Once a page has been loaded, if its contents are to be ‘run’ as normal (using e.g. fz_run_page) any error (such as failing to read a font, or an image, or even a content stream belonging to the page) will result in a rendering that aborts with a FZ_ERROR_TRYLATER error. The caller can catch this and display a placeholder instead.
If each pages data was entirely self-contained and sent in sequence this would perhaps be acceptable, with each page appearing one after the other. Unfortunately, the linearization procedure as laid down by Adobe does NOT do this: objects shared between multiple pages (other than the first) are not sent with the pages themselves, but rather AFTER all the pages have been sent.
This means that a document that has a title page, then contents that share a font used on pages 2 onwards, will not be able to correctly display page 2 until after the font has arrived in the file, which will not be until all the page data has been sent.
To mitigate against this, MuPDF provides a way whereby callers can indicate that they are prepared to accept an ‘incomplete’ rendering of the file (perhaps with missing images, or with substitute fonts).
Callers prepared to tolerate such renderings should set the ‘incomplete_ok’ flag in the cookie, then call fz_run_page etc as normal. If a FZ_ERROR_TRYLATER error is thrown at any point during the page rendering, the error will be swallowed, the ‘incomplete’ field in the cookie will become non-zero and rendering will continue. When control returns to the caller the caller can check the value of the ‘incomplete’ field and know that the rendering it received is not authoritative.
If the caller has control over the fetch of the file (be it http or some other protocol), then it is possible to use byte range requests to fetch the document ‘out of order’. This enables non-linearized files to be progressively displayed as they download, and fetches complete renderings of pages earlier than would otherwise be the case. This process requires no changes within MuPDF itself, but rather in the way the progressive stream learns from the attempts MuPDF makes to fetch data.
Consider for example, an attempt to fetch a hypothetical file from a server.
If the file is linear:
[Typically therefore when we jump to a page in a linear file on a byte request capable link, we will quickly see a rough rendering, which will improve fairly fast as images and fonts arrive.]
[Typically therefore when we jump to a page in a linear file on a non byte request capable link, we will see a rough rendering for that page as soon as data arrives for it (which will typically take much longer than would be the case with byte range capable downloads), and that will improve much more slowly as images and fonts may not appear until almost the whole file has arrived.]

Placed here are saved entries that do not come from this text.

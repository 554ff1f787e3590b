//! Invocation dispatch
//!
//! [`Dispatcher::dispatch`] is the single entry point every transport uses to
//! run a tool. It never fails: lookup errors, validation errors and tool
//! faults (including panics and timeouts) are all folded into a
//! [`CallToolResult`] with `isError: true` and a single text item.

use crate::content::{EncodedContent, encode};
use crate::descriptor::ToolDescriptor;
use crate::error::{DispatchError, DispatchResult};
use crate::registry::ToolRegistry;
use crate::tool::ToolResult;
use crate::validation::validate;
use futures::FutureExt;
use serde::{Deserialize, Deserializer, Serialize};
use serde_json::{Map, Value};
use std::any::Any;
use std::panic::AssertUnwindSafe;
use std::sync::Arc;
use std::time::{Duration, Instant};
use tracing::{debug, info, warn};

/// Default upper bound on a single tool execution.
pub const DEFAULT_EXECUTION_TIMEOUT: Duration = Duration::from_secs(30);

fn null_as_empty<'de, D: Deserializer<'de>>(
    deserializer: D,
) -> Result<Map<String, Value>, D::Error> {
    Ok(Option::<Map<String, Value>>::deserialize(deserializer)?.unwrap_or_default())
}

/// A request to run a named tool.
#[derive(Debug, Clone, PartialEq, Serialize, Deserialize)]
pub struct InvocationRequest {
    pub name: String,
    #[serde(default, deserialize_with = "null_as_empty")]
    pub arguments: Map<String, Value>,
}

impl InvocationRequest {
    pub fn new(name: impl Into<String>) -> Self {
        Self {
            name: name.into(),
            arguments: Map::new(),
        }
    }

    #[must_use]
    pub fn with_argument(mut self, key: impl Into<String>, value: impl Into<Value>) -> Self {
        self.arguments.insert(key.into(), value.into());
        self
    }

    #[must_use]
    pub fn with_arguments(mut self, arguments: Map<String, Value>) -> Self {
        self.arguments = arguments;
        self
    }
}

/// Encoded outcome of a dispatched call.
#[derive(Debug, Clone, PartialEq, Serialize, Deserialize)]
pub struct CallToolResult {
    pub content: Vec<EncodedContent>,
    #[serde(rename = "isError")]
    pub is_error: bool,
    #[serde(default, skip_serializing_if = "Option::is_none")]
    pub error: Option<DispatchError>,
}

impl CallToolResult {
    pub fn success(result: &ToolResult) -> Self {
        Self {
            content: encode(result),
            is_error: false,
            error: None,
        }
    }

    pub fn failure(error: DispatchError) -> Self {
        Self {
            content: vec![EncodedContent::Text {
                text: error.to_string(),
            }],
            is_error: true,
            error: Some(error),
        }
    }

    /// Text of the first item, if it is a text item.
    pub fn first_text(&self) -> Option<&str> {
        self.content.first().and_then(EncodedContent::as_text)
    }
}

#[derive(Debug, Clone, Copy, PartialEq, Eq)]
pub struct DispatcherConfig {
    pub execution_timeout: Duration,
}

impl Default for DispatcherConfig {
    fn default() -> Self {
        Self {
            execution_timeout: DEFAULT_EXECUTION_TIMEOUT,
        }
    }
}

/// Routes invocations to tools in a shared, read-only registry.
#[derive(Debug, Clone)]
pub struct Dispatcher {
    registry: Arc<ToolRegistry>,
    config: DispatcherConfig,
}

impl Dispatcher {
    pub fn new(registry: Arc<ToolRegistry>) -> Self {
        Self {
            registry,
            config: DispatcherConfig::default(),
        }
    }

    #[must_use]
    pub fn with_config(mut self, config: DispatcherConfig) -> Self {
        self.config = config;
        self
    }

    #[must_use]
    pub fn with_execution_timeout(mut self, timeout: Duration) -> Self {
        self.config.execution_timeout = timeout;
        self
    }

    pub fn config(&self) -> &DispatcherConfig {
        &self.config
    }

    pub fn registry(&self) -> &ToolRegistry {
        &self.registry
    }

    pub fn list_tools(&self) -> &[ToolDescriptor] {
        self.registry.list()
    }

    /// Run `request` and encode the outcome.
    pub async fn dispatch(&self, request: InvocationRequest) -> CallToolResult {
        let started = Instant::now();
        let name = request.name.clone();

        match self.try_dispatch(request).await {
            Ok(result) => {
                info!(
                    tool = %name,
                    items = result.len(),
                    elapsed_ms = started.elapsed().as_millis() as u64,
                    "Tool call succeeded"
                );
                CallToolResult::success(&result)
            }
            Err(error) => {
                warn!(
                    tool = %name,
                    kind = error.kind(),
                    error = %error,
                    elapsed_ms = started.elapsed().as_millis() as u64,
                    "Tool call failed"
                );
                CallToolResult::failure(error)
            }
        }
    }

    async fn try_dispatch(&self, request: InvocationRequest) -> DispatchResult<ToolResult> {
        let entry = self
            .registry
            .lookup(&request.name)
            .ok_or_else(|| DispatchError::tool_not_found(&request.name))?;

        let arguments = validate(entry.descriptor().input_schema(), &request.arguments)?;
        debug!(tool = %request.name, arguments = arguments.len(), "Arguments validated");

        let timeout = self.config.execution_timeout;
        let execution = AssertUnwindSafe(entry.tool().execute(arguments)).catch_unwind();

        match tokio::time::timeout(timeout, execution).await {
            Err(_) => Err(DispatchError::execution(format!(
                "timed out after {}",
                humantime::format_duration(timeout)
            ))),
            Ok(Err(panic)) => Err(DispatchError::execution(format!(
                "tool panicked: {}",
                panic_message(panic.as_ref())
            ))),
            Ok(Ok(outcome)) => outcome.map_err(DispatchError::from),
        }
    }
}

fn panic_message(payload: &(dyn Any + Send)) -> String {
    if let Some(message) = payload.downcast_ref::<&str>() {
        (*message).to_string()
    } else if let Some(message) = payload.downcast_ref::<String>() {
        message.clone()
    } else {
        "unknown panic".to_string()
    }
}

#[cfg(test)]
mod tests {
    use super::*;
    use crate::descriptor::{FieldSchema, InputSchema};
    use crate::error::ToolFailure;
    use crate::tool::{ContentItem, Tool};
    use crate::validation::ValidatedArguments;
    use async_trait::async_trait;
    use serde_json::json;
    use std::sync::atomic::{AtomicUsize, Ordering};

    #[derive(Default)]
    struct CountingTool {
        calls: AtomicUsize,
    }

    #[async_trait]
    impl Tool for CountingTool {
        fn descriptor(&self) -> ToolDescriptor {
            ToolDescriptor::new(
                "count",
                "counts calls",
                InputSchema::builder()
                    .required_property("label", FieldSchema::string())
                    .build()
                    .unwrap(),
            )
        }

        async fn execute(&self, args: ValidatedArguments) -> Result<ToolResult, ToolFailure> {
            self.calls.fetch_add(1, Ordering::SeqCst);
            let label = args.get_str("label").unwrap_or_default();
            if label == "fail" {
                return Err(ToolFailure::failed("asked to fail"));
            }
            if label == "panic" {
                panic!("asked to panic");
            }
            if label == "sleep" {
                tokio::time::sleep(Duration::from_secs(5)).await;
            }
            Ok(ToolResult::text(label).with(ContentItem::file(
                "x.bin",
                "application/octet-stream",
                vec![0xff],
            )))
        }
    }

    fn dispatcher() -> (Dispatcher, Arc<CountingTool>) {
        let tool = Arc::new(CountingTool::default());
        let registry = ToolRegistry::new().try_with_tool(tool.clone()).unwrap();
        (Dispatcher::new(Arc::new(registry)), tool)
    }

    #[tokio::test]
    async fn test_success_encodes_all_items() {
        let (dispatcher, _) = dispatcher();
        let result = dispatcher
            .dispatch(InvocationRequest::new("count").with_argument("label", "hi"))
            .await;

        assert!(!result.is_error);
        assert_eq!(result.content.len(), 2);
        assert_eq!(result.first_text(), Some("hi"));
        assert_eq!(result.content[1].as_file().unwrap().content, "/w==");
    }

    #[tokio::test]
    async fn test_unknown_tool_never_reaches_tool() {
        let (dispatcher, tool) = dispatcher();
        let result = dispatcher.dispatch(InvocationRequest::new("unknownTool")).await;

        assert!(result.is_error);
        assert_eq!(result.first_text(), Some("未知工具: unknownTool"));
        assert_eq!(tool.calls.load(Ordering::SeqCst), 0);
    }

    #[tokio::test]
    async fn test_missing_argument_is_error_result() {
        let (dispatcher, tool) = dispatcher();
        let result = dispatcher.dispatch(InvocationRequest::new("count")).await;

        assert!(result.is_error);
        assert_eq!(result.error, Some(DispatchError::missing("label")));
        assert_eq!(tool.calls.load(Ordering::SeqCst), 0);
    }

    #[tokio::test]
    async fn test_tool_failure_becomes_execution_failed() {
        let (dispatcher, _) = dispatcher();
        let result = dispatcher
            .dispatch(InvocationRequest::new("count").with_argument("label", "fail"))
            .await;

        assert!(result.is_error);
        assert_eq!(result.content.len(), 1);
        assert!(result.first_text().unwrap().contains("asked to fail"));
    }

    #[tokio::test]
    async fn test_panic_is_contained() {
        let (dispatcher, _) = dispatcher();
        let result = dispatcher
            .dispatch(InvocationRequest::new("count").with_argument("label", "panic"))
            .await;

        assert!(result.is_error);
        assert_eq!(result.error.as_ref().map(DispatchError::kind), Some("execution_failed"));
        assert!(result.first_text().unwrap().contains("asked to panic"));
    }

    #[tokio::test]
    async fn test_timeout_is_contained() {
        let (dispatcher, _) = dispatcher();
        let dispatcher = dispatcher.with_execution_timeout(Duration::from_millis(20));
        let result = dispatcher
            .dispatch(InvocationRequest::new("count").with_argument("label", "sleep"))
            .await;

        assert!(result.is_error);
        assert!(result.first_text().unwrap().contains("timed out"));
    }

    #[tokio::test]
    async fn test_repeated_dispatch_is_structurally_identical() {
        let (dispatcher, tool) = dispatcher();
        let request = InvocationRequest::new("count").with_argument("label", "same");
        let first = dispatcher.dispatch(request.clone()).await;
        let second = dispatcher.dispatch(request).await;

        assert_eq!(first, second);
        assert_eq!(tool.calls.load(Ordering::SeqCst), 2);
    }

    #[test]
    fn test_request_accepts_null_or_missing_arguments() {
        let request: InvocationRequest =
            serde_json::from_value(json!({"name": "count", "arguments": null})).unwrap();
        assert!(request.arguments.is_empty());

        let request: InvocationRequest = serde_json::from_value(json!({"name": "count"})).unwrap();
        assert!(request.arguments.is_empty());

        assert!(
            serde_json::from_value::<InvocationRequest>(json!({"name": "count", "arguments": [1]}))
                .is_err()
        );
    }

    #[test]
    fn test_error_result_wire_shape() {
        let result = CallToolResult::failure(DispatchError::missing("date"));
        let json = serde_json::to_value(&result).unwrap();
        assert_eq!(
            json,
            json!({
                "content": [{"type": "text", "text": "错误：缺少参数 date"}],
                "isError": true,
                "error": {"kind": "missing_arguments", "field": "date"}
            })
        );
    }
}
//! # Environment-Based Configuration
//!
//! Configuration for the Toolgate servers is assembled from defaults,
//! then environment variables, then explicit builder calls (the CLI maps its
//! flags onto the latter).
//!
//! ## Environment Variables
//!
//! - `TOOLGATE_BIND` - HTTP listen address (default: 127.0.0.1:8080)
//! - `TOOLGATE_HEARTBEAT_INTERVAL` - SSE heartbeat period, humantime syntax (default: 30s)
//! - `TOOLGATE_TOOL_TIMEOUT` - Per-call tool execution limit, humantime syntax (default: 30s)
//! - `TOOLGATE_MAX_BODY_SIZE` - Maximum request body size in bytes (default: 1048576 / 1MB)
//! - `TOOLGATE_ENABLE_CORS` - Enable permissive CORS (default: true)
//! - `TOOLGATE_MAX_IN_FLIGHT` - Concurrent requests on the stdio transport (default: 1)
//! - `TOOLGATE_SERVER_NAME` - Name reported by `initialize` (default: toolgate)

use std::net::SocketAddr;
use std::{env, time::Duration};

pub const DEFAULT_BIND: &str = "127.0.0.1:8080";
pub const DEFAULT_HEARTBEAT_INTERVAL: Duration = Duration::from_secs(30);
pub const DEFAULT_MAX_BODY_SIZE: usize = 1024 * 1024;

/// Error type for configuration loading
#[derive(Debug, thiserror::Error)]
pub enum ConfigError {
    #[error("Invalid environment variable '{key}': {message}")]
    InvalidEnvVar { key: String, message: String },

    #[error("Configuration validation failed: {0}")]
    ValidationError(String),
}

/// Validated server configuration
#[derive(Debug, Clone, PartialEq, Eq)]
pub struct ServerConfig {
    pub bind: SocketAddr,
    pub heartbeat_interval: Duration,
    pub tool_timeout: Duration,
    pub max_body_size: usize,
    pub enable_cors: bool,
    pub max_in_flight: usize,
    pub server_name: String,
}

impl Default for ServerConfig {
    fn default() -> Self {
        Self {
            bind: SocketAddr::from(([127, 0, 0, 1], 8080)),
            heartbeat_interval: DEFAULT_HEARTBEAT_INTERVAL,
            tool_timeout: toolgate_core::DEFAULT_EXECUTION_TIMEOUT,
            max_body_size: DEFAULT_MAX_BODY_SIZE,
            enable_cors: true,
            max_in_flight: 1,
            server_name: "toolgate".to_string(),
        }
    }
}

/// Builder for `ServerConfig` with environment variable support
#[derive(Debug, Clone)]
pub struct ServerConfigBuilder {
    bind: String,
    heartbeat_interval: Duration,
    tool_timeout: Duration,
    max_body_size: usize,
    enable_cors: bool,
    max_in_flight: usize,
    server_name: String,
}

impl Default for ServerConfigBuilder {
    fn default() -> Self {
        let defaults = ServerConfig::default();
        Self {
            bind: DEFAULT_BIND.to_string(),
            heartbeat_interval: defaults.heartbeat_interval,
            tool_timeout: defaults.tool_timeout,
            max_body_size: defaults.max_body_size,
            enable_cors: defaults.enable_cors,
            max_in_flight: defaults.max_in_flight,
            server_name: defaults.server_name,
        }
    }
}

impl ServerConfigBuilder {
    /// Create a new builder with default values
    #[must_use]
    pub fn new() -> Self {
        Self::default()
    }

    /// Load configuration from environment variables
    ///
    /// # Errors
    ///
    /// Returns `ConfigError` if any environment variable has an invalid value.
    pub fn from_env() -> Result<Self, ConfigError> {
        let mut builder = Self::default();

        if let Some(bind) = get_env_string("TOOLGATE_BIND") {
            builder = builder.bind(bind);
        }
        if let Some(interval) = get_env_duration("TOOLGATE_HEARTBEAT_INTERVAL")? {
            builder = builder.heartbeat_interval(interval);
        }
        if let Some(timeout) = get_env_duration("TOOLGATE_TOOL_TIMEOUT")? {
            builder = builder.tool_timeout(timeout);
        }
        if let Some(max_size) = get_env_usize("TOOLGATE_MAX_BODY_SIZE")? {
            builder = builder.max_body_size(max_size);
        }
        if let Some(cors) = get_env_bool("TOOLGATE_ENABLE_CORS")? {
            builder = builder.enable_cors(cors);
        }
        if let Some(max_in_flight) = get_env_usize("TOOLGATE_MAX_IN_FLIGHT")? {
            builder = builder.max_in_flight(max_in_flight);
        }
        if let Some(name) = get_env_string("TOOLGATE_SERVER_NAME") {
            builder = builder.server_name(name);
        }

        Ok(builder)
    }

    /// Set the HTTP listen address
    #[must_use]
    pub fn bind(mut self, bind: impl Into<String>) -> Self {
        self.bind = bind.into();
        self
    }

    /// Set the interval between SSE heartbeats
    #[must_use]
    pub fn heartbeat_interval(mut self, interval: Duration) -> Self {
        self.heartbeat_interval = interval;
        self
    }

    /// Set the per-call tool execution limit
    #[must_use]
    pub fn tool_timeout(mut self, timeout: Duration) -> Self {
        self.tool_timeout = timeout;
        self
    }

    /// Set maximum request body size in bytes
    #[must_use]
    pub fn max_body_size(mut self, size: usize) -> Self {
        self.max_body_size = size;
        self
    }

    /// Enable or disable CORS
    #[must_use]
    pub fn enable_cors(mut self, enable: bool) -> Self {
        self.enable_cors = enable;
        self
    }

    /// Set how many stdio requests may run at once
    #[must_use]
    pub fn max_in_flight(mut self, max_in_flight: usize) -> Self {
        self.max_in_flight = max_in_flight;
        self
    }

    /// Set the server name reported to clients
    #[must_use]
    pub fn server_name(mut self, name: impl Into<String>) -> Self {
        self.server_name = name.into();
        self
    }

    /// Validate configuration and build `ServerConfig`
    ///
    /// # Errors
    ///
    /// Returns `ConfigError::ValidationError` if the configuration is invalid.
    pub fn build(self) -> Result<ServerConfig, ConfigError> {
        let bind = self.bind.parse::<SocketAddr>().map_err(|e| {
            ConfigError::ValidationError(format!("bind address '{}' is invalid: {e}", self.bind))
        })?;

        if self.heartbeat_interval.is_zero() {
            return Err(ConfigError::ValidationError(
                "heartbeat_interval must be greater than 0".to_string(),
            ));
        }
        if self.tool_timeout.is_zero() {
            return Err(ConfigError::ValidationError(
                "tool_timeout must be greater than 0".to_string(),
            ));
        }
        if self.max_body_size == 0 {
            return Err(ConfigError::ValidationError(
                "max_body_size must be greater than 0".to_string(),
            ));
        }
        if self.max_body_size > 100 * 1024 * 1024 {
            return Err(ConfigError::ValidationError(
                "max_body_size must be <= 100MB".to_string(),
            ));
        }
        if self.max_in_flight == 0 {
            return Err(ConfigError::ValidationError(
                "max_in_flight must be greater than 0".to_string(),
            ));
        }
        if self.server_name.trim().is_empty() {
            return Err(ConfigError::ValidationError(
                "server_name cannot be empty".to_string(),
            ));
        }

        Ok(ServerConfig {
            bind,
            heartbeat_interval: self.heartbeat_interval,
            tool_timeout: self.tool_timeout,
            max_body_size: self.max_body_size,
            enable_cors: self.enable_cors,
            max_in_flight: self.max_in_flight,
            server_name: self.server_name,
        })
    }
}

// Environment variable helper functions

fn get_env_string(key: &str) -> Option<String> {
    env::var(key).ok()
}

fn get_env_bool(key: &str) -> Result<Option<bool>, ConfigError> {
    match env::var(key) {
        Ok(val) => match val.to_lowercase().as_str() {
            "true" | "1" | "yes" | "on" => Ok(Some(true)),
            "false" | "0" | "no" | "off" => Ok(Some(false)),
            _ => Err(ConfigError::InvalidEnvVar {
                key: key.to_string(),
                message: format!(
                    "invalid boolean value '{val}', expected true/false/1/0/yes/no/on/off"
                ),
            }),
        },
        Err(_) => Ok(None),
    }
}

fn get_env_usize(key: &str) -> Result<Option<usize>, ConfigError> {
    match env::var(key) {
        Ok(val) => val
            .parse::<usize>()
            .map(Some)
            .map_err(|e| ConfigError::InvalidEnvVar {
                key: key.to_string(),
                message: format!("invalid usize value '{val}': {e}"),
            }),
        Err(_) => Ok(None),
    }
}

fn get_env_duration(key: &str) -> Result<Option<Duration>, ConfigError> {
    match env::var(key) {
        Ok(val) => humantime::parse_duration(&val)
            .map(Some)
            .map_err(|e| ConfigError::InvalidEnvVar {
                key: key.to_string(),
                message: format!("invalid duration '{val}': {e}"),
            }),
        Err(_) => Ok(None),
    }
}
//! Transport-independent JSON-RPC request handling
//!
//! [`McpHandler`] turns one inbound message into at most one response. The
//! stdio transport and the HTTP `/mcp` endpoint both drive it, so method
//! routing and error mapping are identical on every channel.

use crate::protocol::{
    DEFAULT_PROTOCOL_VERSION, InitializeResult, JsonRpcError, JsonRpcRequest, JsonRpcResponse,
    ListToolsResult, ServerInfo, methods,
};
use serde::Serialize;
use serde_json::{Value, json};
use toolgate_core::{Dispatcher, InvocationRequest};
use tracing::{debug, warn};

#[derive(Debug, Clone)]
pub struct McpHandler {
    dispatcher: Dispatcher,
    server_info: ServerInfo,
}

impl McpHandler {
    pub fn new(dispatcher: Dispatcher) -> Self {
        Self {
            dispatcher,
            server_info: ServerInfo::default(),
        }
    }

    #[must_use]
    pub fn with_server_info(mut self, server_info: ServerInfo) -> Self {
        self.server_info = server_info;
        self
    }

    pub fn server_info(&self) -> &ServerInfo {
        &self.server_info
    }

    pub fn dispatcher(&self) -> &Dispatcher {
        &self.dispatcher
    }

    /// Handle one line of text. Returns `None` for notifications.
    pub async fn handle_line(&self, line: &str) -> Option<JsonRpcResponse> {
        match serde_json::from_str::<Value>(line) {
            Ok(value) => self.handle_value(value).await,
            Err(err) => {
                warn!(error = %err, "Discarding unparsable message");
                Some(JsonRpcResponse::error(
                    Value::Null,
                    JsonRpcError::parse_error(err),
                ))
            }
        }
    }

    /// Handle an already decoded JSON message.
    pub async fn handle_value(&self, value: Value) -> Option<JsonRpcResponse> {
        match JsonRpcRequest::from_value(value) {
            Ok(request) => self.handle_request(request).await,
            Err((id, message)) => {
                warn!(%message, "Rejecting invalid request");
                Some(JsonRpcResponse::error(
                    id,
                    JsonRpcError::invalid_request(message),
                ))
            }
        }
    }

    pub async fn handle_request(&self, request: JsonRpcRequest) -> Option<JsonRpcResponse> {
        let Some(id) = request.id else {
            debug!(method = %request.method, "Notification received");
            return None;
        };

        debug!(method = %request.method, %id, "Request received");
        let outcome = match request.method.as_str() {
            methods::INITIALIZE => self.initialize(request.params.as_ref()),
            methods::PING => Ok(json!({})),
            methods::TOOLS_LIST | methods::LIST_TOOLS => to_result(&ListToolsResult {
                tools: self.dispatcher.list_tools(),
            }),
            methods::TOOLS_CALL | methods::CALL_TOOL => self.call_tool(request.params).await,
            other => Err(JsonRpcError::method_not_found(other)),
        };

        Some(match outcome {
            Ok(result) => JsonRpcResponse::result(id, result),
            Err(error) => JsonRpcResponse::error(id, error),
        })
    }

    fn initialize(&self, params: Option<&Value>) -> Result<Value, JsonRpcError> {
        let protocol_version = params
            .and_then(|params| params.get("protocolVersion"))
            .and_then(Value::as_str)
            .unwrap_or(DEFAULT_PROTOCOL_VERSION);

        to_result(&InitializeResult {
            protocol_version: protocol_version.to_string(),
            capabilities: json!({"tools": {"listChanged": false}}),
            server_info: self.server_info.clone(),
        })
    }

    async fn call_tool(&self, params: Option<Value>) -> Result<Value, JsonRpcError> {
        let params = params.ok_or_else(|| JsonRpcError::invalid_params("missing params"))?;
        let request: InvocationRequest =
            serde_json::from_value(params).map_err(JsonRpcError::invalid_params)?;

        let result = self.dispatcher.dispatch(request).await;
        to_result(&result)
    }
}

fn to_result<T: Serialize>(value: &T) -> Result<Value, JsonRpcError> {
    serde_json::to_value(value).map_err(JsonRpcError::internal)
}

#[cfg(test)]
mod tests {
    use super::*;
    use crate::protocol::{INVALID_PARAMS, INVALID_REQUEST, METHOD_NOT_FOUND, PARSE_ERROR};
    use toolgate_testing::{MockTool, dispatcher_with};

    fn handler() -> McpHandler {
        McpHandler::new(dispatcher_with([MockTool::echo("echo")]))
    }

    #[tokio::test]
    async fn test_initialize_echoes_client_protocol_version() {
        let response = handler()
            .handle_line(r#"{"jsonrpc":"2.0","id":"1","method":"initialize","params":{"protocolVersion":"2025-03-26"}}"#)
            .await
            .unwrap();
        let result = response.result.unwrap();
        assert_eq!(response.id, json!("1"));
        assert_eq!(result["protocolVersion"], "2025-03-26");
        assert_eq!(result["serverInfo"]["name"], "toolgate");
        assert_eq!(result["capabilities"]["tools"]["listChanged"], false);
    }

    #[tokio::test]
    async fn test_list_aliases_agree() {
        let handler = handler();
        let modern = handler
            .handle_line(r#"{"jsonrpc":"2.0","id":1,"method":"tools/list"}"#)
            .await
            .unwrap();
        let legacy = handler
            .handle_line(r#"{"jsonrpc":"2.0","id":1,"method":"listTools"}"#)
            .await
            .unwrap();
        assert_eq!(modern.result, legacy.result);
        assert_eq!(modern.result.unwrap()["tools"][0]["name"], "echo");
    }

    #[tokio::test]
    async fn test_call_tool() {
        let response = handler()
            .handle_line(r#"{"jsonrpc":"2.0","id":2,"method":"tools/call","params":{"name":"echo","arguments":{"message":"hi"}}}"#)
            .await
            .unwrap();
        let result = response.result.unwrap();
        assert_eq!(result["isError"], false);
        assert_eq!(result["content"][0], json!({"type": "text", "text": "hi"}));
    }

    #[tokio::test]
    async fn test_tool_errors_are_results_not_rpc_errors() {
        let response = handler()
            .handle_line(r#"{"jsonrpc":"2.0","id":3,"method":"callTool","params":{"name":"unknownTool","arguments":{}}}"#)
            .await
            .unwrap();
        assert!(response.error.is_none());
        let result = response.result.unwrap();
        assert_eq!(result["isError"], true);
        assert_eq!(result["content"][0]["text"], "未知工具: unknownTool");
    }

    #[tokio::test]
    async fn test_protocol_errors() {
        let handler = handler();

        let parse = handler.handle_line("{not json").await.unwrap();
        assert_eq!(parse.error.unwrap().code, PARSE_ERROR);
        assert_eq!(parse.id, Value::Null);

        let invalid = handler.handle_line(r#"{"jsonrpc":"2.0","id":4}"#).await.unwrap();
        assert_eq!(invalid.error.unwrap().code, INVALID_REQUEST);

        let unknown = handler
            .handle_line(r#"{"jsonrpc":"2.0","id":5,"method":"resources/list"}"#)
            .await
            .unwrap();
        assert_eq!(unknown.error.unwrap().code, METHOD_NOT_FOUND);

        let params = handler
            .handle_line(r#"{"jsonrpc":"2.0","id":6,"method":"tools/call","params":{"arguments":{}}}"#)
            .await
            .unwrap();
        assert_eq!(params.error.unwrap().code, INVALID_PARAMS);
    }

    #[tokio::test]
    async fn test_notifications_are_not_answered() {
        let response = handler()
            .handle_line(r#"{"jsonrpc":"2.0","method":"notifications/initialized"}"#)
            .await;
        assert!(response.is_none());
    }
}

For a non-linearized PDF on a byte request capable stream:
[Typically therefore the opening of a non-linearized file will be slower than a linearized one, as the xrefs/page trees for a non-linear file can be 20%+ of the file data. Once past this initial point however, pages and data can be pulled from the file almost as fast as with a linearized file.]
For a non-linearized PDF on a non-byte request capable stream:
[This is the worst case situation - nothing at all can be displayed until the entire file has downloaded.]
An example implementation of a fetcher process can be found in curl-stream.c. This implements a fz_stream using the popular ‘curl’ http fetching library.